The strategy seeks to provide total return through a combination of current income and capital appreciation by investing primarily in a diversified portfolio of common stocks of mid-cap companies that we believe demonstrate favorable prospects for dividend payments, dividend growth, and stock price appreciation.
Attractive long-term return profile
- Historically, US mid-cap companies have outperformed broader US markets, with mid-cap growth companies outperforming a diversified mid-cap universe.
Higher total return with lower volatility
- Historically, in the mid-cap universe, dividend payers have generated higher annualized return with lower volatility than their counterparts.
Stewardship driven by a seasoned, impassioned team
- Strategy supported by a management team with more than 50+ years of combined industry experience, an analyst pool with a research lineage of more than four decades, and a support team offering a world-class client experience.
The team’s investment process is grounded in fundamental bottom-up research.
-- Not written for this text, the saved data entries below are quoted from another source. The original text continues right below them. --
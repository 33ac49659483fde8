//! Elixir NIF bindings
//!
//! Markup functions return `{:ok, value}` or `{:error, reason}`; CSS
//! sanitization never fails and returns a plain binary.

use crate::core::tokenizer::ParseError;
use crate::error::Result;
use crate::{detect, strategy, SanitizationOptions, SvgSanitizer};
use rustler::types::atom::{error, ok};
use rustler::{Binary, Encoder, Env, NifResult, Term};

fn to_term<'a, T: Encoder>(env: Env<'a>, result: Result<T>) -> Term<'a> {
    match result {
        Ok(value) => (ok(), value).encode(env),
        Err(e) => (error(), e.to_string()).encode(env),
    }
}

fn as_text<'b>(input: &'b Binary<'_>) -> Result<&'b str> {
    std::str::from_utf8(input.as_slice())
        .map_err(|e| ParseError::new("Invalid UTF-8 sequence", e.valid_up_to()).into())
}

// ============================================================================
// Sanitization
// ============================================================================

/// Sanitize one SVG/XML document
#[rustler::nif(schedule = "DirtyCpu")]
fn sanitize<'a>(env: Env<'a>, input: Binary<'a>) -> NifResult<Term<'a>> {
    let result = as_text(&input).and_then(|text| SvgSanitizer::default().sanitize_str(text));
    Ok(to_term(env, result))
}

/// Sanitize stylesheet text with default options
#[rustler::nif]
fn sanitize_css(css: &str) -> String {
    crate::css::sanitize_css(css, &SanitizationOptions::default())
}

/// Sanitize many documents across the Rayon pool
#[rustler::nif(schedule = "DirtyCpu")]
fn sanitize_batch<'a>(env: Env<'a>, inputs: Vec<Binary<'a>>) -> NifResult<Term<'a>> {
    let mut texts = Vec::with_capacity(inputs.len());
    for input in &inputs {
        match as_text(input) {
            Ok(text) => texts.push(text),
            Err(e) => return Ok(to_term::<String>(env, Err(e))),
        }
    }

    let results: Vec<Term<'a>> = strategy::sanitize_batch(&texts)
        .into_iter()
        .map(|result| to_term(env, result))
        .collect();
    Ok(results.encode(env))
}

// ============================================================================
// Detection
// ============================================================================

#[rustler::nif]
fn contains_script_capable_construct<'a>(env: Env<'a>, input: Binary<'a>) -> NifResult<Term<'a>> {
    let result = as_text(&input).and_then(detect::contains_script_capable_construct);
    Ok(to_term(env, result))
}

#[rustler::nif]
fn contains_external_resource<'a>(env: Env<'a>, input: Binary<'a>) -> NifResult<Term<'a>> {
    let result = as_text(&input).and_then(detect::contains_external_resource);
    Ok(to_term(env, result))
}

#[rustler::nif]
fn contains_entity_declaration(input: Binary) -> bool {
    detect::contains_entity_declaration(&String::from_utf8_lossy(input.as_slice()))
}

// ============================================================================
// NIF Initialization
// ============================================================================

rustler::init!("Elixir.RustySanitize.Native");
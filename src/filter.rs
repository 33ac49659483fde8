//! Markup Token Filter
//!
//! Single forward pass from an `EventSource` into an `XmlWriter`:
//! - DOCTYPE, entity references and `xml-stylesheet` PIs are dropped
//! - Unsafe elements are dropped with their whole subtree (depth counter,
//!   nothing buffered)
//! - `style` element text is collected and replaced by sanitized CSS
//! - Unsafe attributes are removed, `style` attributes sanitized
//!
//! Everything else passes through in document order.

use crate::css::{sanitize_css, sanitize_style_attribute, SanitizationOptions};
use crate::error::Result;
use crate::patterns::{classify_attribute, is_style_element, is_unsafe_element, AttributeVerdict};
use crate::reader::{EndElement, EventSource, StartElement, XmlEvent};
use crate::writer::XmlWriter;
use lru::LruCache;
use std::borrow::Cow;
use std::io::Write;
use std::num::NonZeroUsize;
use tracing::debug;

/// Distinct `style` attribute values remembered per document
const STYLE_CACHE_CAPACITY: usize = 128;

/// Streaming sanitizer state for one document
pub struct TokenFilter<'o> {
    options: &'o SanitizationOptions,
    /// Raw `style` attribute value -> sanitized value
    style_cache: LruCache<String, String>,
}

impl<'o> TokenFilter<'o> {
    pub fn new(options: &'o SanitizationOptions) -> Self {
        let capacity = NonZeroUsize::new(STYLE_CACHE_CAPACITY).unwrap_or(NonZeroUsize::MIN);
        TokenFilter {
            options,
            style_cache: LruCache::new(capacity),
        }
    }

    /// Pump every event from `source` through the filter into `writer`.
    ///
    /// A parse error aborts immediately. Output already handed to the writer
    /// must then be discarded by the caller.
    pub fn run<'a, S, W>(&mut self, source: &mut S, writer: &mut XmlWriter<W>) -> Result<()>
    where
        S: EventSource<'a>,
        W: Write,
    {
        while let Some(event) = source.next_event()? {
            match event {
                XmlEvent::DocType(_) => {
                    debug!("dropping DOCTYPE declaration");
                }
                XmlEvent::EntityReference(name) => {
                    debug!(entity = %name, "dropping entity reference");
                }
                XmlEvent::ProcessingInstruction { ref target, .. }
                    if target.eq_ignore_ascii_case("xml-stylesheet") =>
                {
                    debug!("dropping xml-stylesheet processing instruction");
                }
                XmlEvent::StartElement(start) => {
                    if is_unsafe_element(start.local_name()) {
                        debug!(element = %start.name, "skipping unsafe element subtree");
                        skip_subtree(source)?;
                    } else if is_style_element(start.local_name()) {
                        let start = self.filter_attributes(start);
                        let css = collect_style_text(source, self.options.max_css_length())?;
                        let clean = sanitize_css(&css, self.options);
                        let end = EndElement::new(start.name.clone());

                        writer.write_event(&XmlEvent::StartElement(start))?;
                        writer.write_event(&XmlEvent::Characters(Cow::Owned(clean)))?;
                        writer.write_event(&XmlEvent::EndElement(end))?;
                    } else {
                        let start = self.filter_attributes(start);
                        writer.write_event(&XmlEvent::StartElement(start))?;
                    }
                }
                other => writer.write_event(&other)?,
            }
        }
        Ok(())
    }

    /// Remove unsafe attributes and sanitize `style`, keeping order and
    /// namespace bindings
    fn filter_attributes<'a>(&mut self, mut start: StartElement<'a>) -> StartElement<'a> {
        let element = start.name.clone();

        start.attributes.retain_mut(|attr| match classify_attribute(attr.local_name(), &attr.value) {
            AttributeVerdict::Keep => true,
            AttributeVerdict::Style => {
                let clean = self.sanitize_style_value(&attr.value);
                if clean.is_empty() {
                    debug!(element = %element, "dropping style attribute with nothing safe left");
                    return false;
                }
                attr.value = Cow::Owned(clean);
                true
            }
            verdict => {
                debug!(element = %element, attribute = %attr.name, ?verdict, "dropping attribute");
                false
            }
        });

        start
    }

    fn sanitize_style_value(&mut self, value: &str) -> String {
        if let Some(clean) = self.style_cache.get(value) {
            return clean.clone();
        }
        let clean = sanitize_style_attribute(value, self.options);
        self.style_cache.put(value.to_string(), clean.clone());
        clean
    }
}

/// Consume events up to and including the end tag matching an already
/// consumed start tag
fn skip_subtree<'a, S: EventSource<'a>>(source: &mut S) -> Result<()> {
    let mut depth = 1usize;

    while let Some(event) = source.next_event()? {
        match event {
            XmlEvent::StartElement(_) => depth += 1,
            XmlEvent::EndElement(_) => {
                depth -= 1;
                if depth == 0 {
                    break;
                }
            }
            _ => {}
        }
    }
    Ok(())
}

/// Concatenate the text of a `style` element up to its end tag, keeping at
/// most `limit` bytes. Nested elements are dropped but their text counts.
fn collect_style_text<'a, S: EventSource<'a>>(source: &mut S, limit: usize) -> Result<String> {
    let mut css = String::new();
    let mut depth = 1usize;

    while let Some(event) = source.next_event()? {
        match event {
            XmlEvent::Characters(text) | XmlEvent::CData(text) => push_capped(&mut css, &text, limit),
            XmlEvent::StartElement(_) => depth += 1,
            XmlEvent::EndElement(_) => {
                depth -= 1;
                if depth == 0 {
                    break;
                }
            }
            _ => {}
        }
    }
    Ok(css)
}

fn push_capped(css: &mut String, text: &str, limit: usize) {
    let room = limit.saturating_sub(css.len());
    if text.len() <= room {
        css.push_str(text);
        return;
    }
    let mut end = room;
    while !text.is_char_boundary(end) {
        end -= 1;
    }
    css.push_str(&text[..end]);
}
The team spends the majority of its time evaluating individual company business models, including industry-specific dynamics that may affect their prospects for growth, with a focus on a three- to five-year investment time horizon.
Idea generation
Potential investment opportunities come from various sources:
- Interactions and discussions with internal and external analysts, meetings with company managements, conferences, and research reports.
Fundamental research and risk management
- The investment process is centered on bottom-up analysis that focuses on businesses’ fundamentals, such as strong financial and operational capabilities to grow earnings and cash flow, profit potential, robust management teams, and a proven track record of returning capital to shareholders.
- The team primarily focuses on companies with dividend yield > 0.5%, sustainability of dividend yield, historical dividend growth rate, sustainability of stock price, and opportunity for capital price appreciation.
- Risk management: Team emphasizes protecting against absolute loss over “engineering” portfolio construction relative to an index.
- Valuation is an integral part of the process. It serves as the second layer of risk management.
Strategic input
- The team recognizes that in some periodic environments, macro factors and strategic exposures are crucial. The top-down input can influence the relative defensiveness of the portfolio.
For more information on our equity capabilities
Risks
The value of the portfolio may fall as well as rise, and you may not receive back the amount invested.
As a class, equities carry higher risks than bonds or money market instruments.
Investments in small and/or medium-sized companies typically exhibit greater risk and higher volatility than larger, more established companies.
IBOR risk is the risk that changes related to the use of the London interbank offered rate (LIBOR) or similar rates (such as EONIA) could have adverse impacts on financial instruments that reference these rates. The abandonment of these rates and transition to alternative rates could affect the value and liquidity of instruments that reference them and could affect investment strategy performance.
Natural or environmental disasters, such as earthquakes, fires, floods, hurricanes, tsunamis, and other severe weather-related phenomena generally, and widespread disease, including pandemics and epidemics, have been and can be highly disruptive to economies and markets, adversely impacting individual companies, sectors, industries, markets, currencies, interest and inflation rates, credit ratings, investor sentiment, and other factors affecting the value of the Strategy’s investments. Given the increasing interdependence among global economies and markets, conditions in one country, market, or region are increasingly likely to adversely affect markets, issuers, and/or foreign exchange rates in other countries. These disruptions could prevent the Strategy from executing advantageous investment decisions in a timely manner and could negatively impact the Strategy’s ability to achieve its investment objective. Any such event(s) could have a significant adverse impact on the value and risk profile of the Strategy.